- [INSTRUCTIONS FOR THE TASK]
Your response should contain every record below, copied exactly.

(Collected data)
|---|
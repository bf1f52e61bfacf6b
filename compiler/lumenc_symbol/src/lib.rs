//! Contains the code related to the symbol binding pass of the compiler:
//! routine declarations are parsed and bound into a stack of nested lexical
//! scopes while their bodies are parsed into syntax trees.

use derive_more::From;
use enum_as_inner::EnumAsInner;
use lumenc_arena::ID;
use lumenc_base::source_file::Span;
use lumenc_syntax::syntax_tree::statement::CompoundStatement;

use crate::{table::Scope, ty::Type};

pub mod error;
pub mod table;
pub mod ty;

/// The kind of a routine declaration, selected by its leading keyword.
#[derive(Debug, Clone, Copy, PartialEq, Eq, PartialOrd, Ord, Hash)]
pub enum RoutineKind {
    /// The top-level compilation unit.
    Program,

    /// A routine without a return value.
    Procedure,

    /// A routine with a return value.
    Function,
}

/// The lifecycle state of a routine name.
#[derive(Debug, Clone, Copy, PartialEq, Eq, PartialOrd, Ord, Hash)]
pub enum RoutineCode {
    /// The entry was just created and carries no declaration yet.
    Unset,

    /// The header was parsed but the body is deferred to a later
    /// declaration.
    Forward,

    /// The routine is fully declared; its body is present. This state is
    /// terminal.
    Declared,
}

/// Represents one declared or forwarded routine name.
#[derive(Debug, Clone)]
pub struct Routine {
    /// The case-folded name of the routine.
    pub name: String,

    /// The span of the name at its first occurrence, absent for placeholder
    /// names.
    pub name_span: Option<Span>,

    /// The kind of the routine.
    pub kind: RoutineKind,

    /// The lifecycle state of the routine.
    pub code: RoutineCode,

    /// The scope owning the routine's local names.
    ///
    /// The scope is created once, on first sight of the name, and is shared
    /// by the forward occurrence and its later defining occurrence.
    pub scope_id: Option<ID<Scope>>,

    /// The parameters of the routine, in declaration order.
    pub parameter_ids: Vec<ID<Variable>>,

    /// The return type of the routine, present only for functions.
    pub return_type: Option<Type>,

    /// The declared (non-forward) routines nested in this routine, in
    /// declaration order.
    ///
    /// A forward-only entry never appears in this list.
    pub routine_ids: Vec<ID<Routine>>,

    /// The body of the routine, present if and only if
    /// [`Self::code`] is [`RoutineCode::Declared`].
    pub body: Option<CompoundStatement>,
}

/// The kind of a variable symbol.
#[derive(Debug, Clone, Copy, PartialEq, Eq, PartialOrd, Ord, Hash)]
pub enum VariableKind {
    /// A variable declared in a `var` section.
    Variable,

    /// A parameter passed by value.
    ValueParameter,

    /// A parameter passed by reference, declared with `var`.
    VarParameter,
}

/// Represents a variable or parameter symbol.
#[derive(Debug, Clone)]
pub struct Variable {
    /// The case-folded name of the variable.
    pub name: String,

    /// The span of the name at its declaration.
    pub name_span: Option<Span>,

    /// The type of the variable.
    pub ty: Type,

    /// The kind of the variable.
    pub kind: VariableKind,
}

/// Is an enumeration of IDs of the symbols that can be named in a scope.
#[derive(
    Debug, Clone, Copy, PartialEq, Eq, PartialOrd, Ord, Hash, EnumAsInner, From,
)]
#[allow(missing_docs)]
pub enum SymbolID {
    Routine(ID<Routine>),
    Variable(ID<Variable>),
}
|---|
- [TASK RESPONSE]
repository bf1f52e61bfacf6b
filename compiler/lumenc_symbol/src/lib.rs
//! Contains the code related to the symbol binding pass of the compiler:
//! routine declarations are parsed and bound into a stack of nested lexical
//! scopes while their bodies are parsed into syntax trees.

use derive_more::From;
use enum_as_inner::EnumAsInner;
use lumenc_arena::ID;
use lumenc_base::source_file::Span;
use lumenc_syntax::syntax_tree::statement::CompoundStatement;

use crate::{table::Scope, ty::Type};

pub mod error;
pub mod table;
pub mod ty;

/// The kind of a routine declaration, selected by its leading keyword.
#[derive(Debug, Clone, Copy, PartialEq, Eq, PartialOrd, Ord, Hash)]
pub enum RoutineKind {
    /// The top-level compilation unit.
    Program,

    /// A routine without a return value.
    Procedure,

    /// A routine with a return value.
    Function,
}

/// The lifecycle state of a routine name.
#[derive(Debug, Clone, Copy, PartialEq, Eq, PartialOrd, Ord, Hash)]
pub enum RoutineCode {
    /// The entry was just created and carries no declaration yet.
    Unset,

    /// The header was parsed but the body is deferred to a later
    /// declaration.
    Forward,

    /// The routine is fully declared; its body is present. This state is
    /// terminal.
    Declared,
}

/// Represents one declared or forwarded routine name.
#[derive(Debug, Clone)]
pub struct Routine {
    /// The case-folded name of the routine.
    pub name: String,

    /// The span of the name at its first occurrence, absent for placeholder
    /// names.
    pub name_span: Option<Span>,

    /// The kind of the routine.
    pub kind: RoutineKind,

    /// The lifecycle state of the routine.
    pub code: RoutineCode,

    /// The scope owning the routine's local names.
    ///
    /// The scope is created once, on first sight of the name, and is shared
    /// by the forward occurrence and its later defining occurrence.
    pub scope_id: Option<ID<Scope>>,

    /// The parameters of the routine, in declaration order.
    pub parameter_ids: Vec<ID<Variable>>,

    /// The return type of the routine, present only for functions.
    pub return_type: Option<Type>,

    /// The declared (non-forward) routines nested in this routine, in
    /// declaration order.
    ///
    /// A forward-only entry never appears in this list.
    pub routine_ids: Vec<ID<Routine>>,

    /// The body of the routine, present if and only if
    /// [`Self::code`] is [`RoutineCode::Declared`].
    pub body: Option<CompoundStatement>,
}

/// The kind of a variable symbol.
#[derive(Debug, Clone, Copy, PartialEq, Eq, PartialOrd, Ord, Hash)]
pub enum VariableKind {
    /// A variable declared in a `var` section.
    Variable,

    /// A parameter passed by value.
    ValueParameter,

    /// A parameter passed by reference, declared with `var`.
    VarParameter,
}

/// Represents a variable or parameter symbol.
#[derive(Debug, Clone)]
pub struct Variable {
    /// The case-folded name of the variable.
    pub name: String,

    /// The span of the name at its declaration.
    pub name_span: Option<Span>,

    /// The type of the variable.
    pub ty: Type,

    /// The kind of the variable.
    pub kind: VariableKind,
}

/// Is an enumeration of IDs of the symbols that can be named in a scope.
#[derive(
    Debug, Clone, Copy, PartialEq, Eq, PartialOrd, Ord, Hash, EnumAsInner, From,
)]
#[allow(missing_docs)]
pub enum SymbolID {
    Routine(ID<Routine>),
    Variable(ID<Variable>),
}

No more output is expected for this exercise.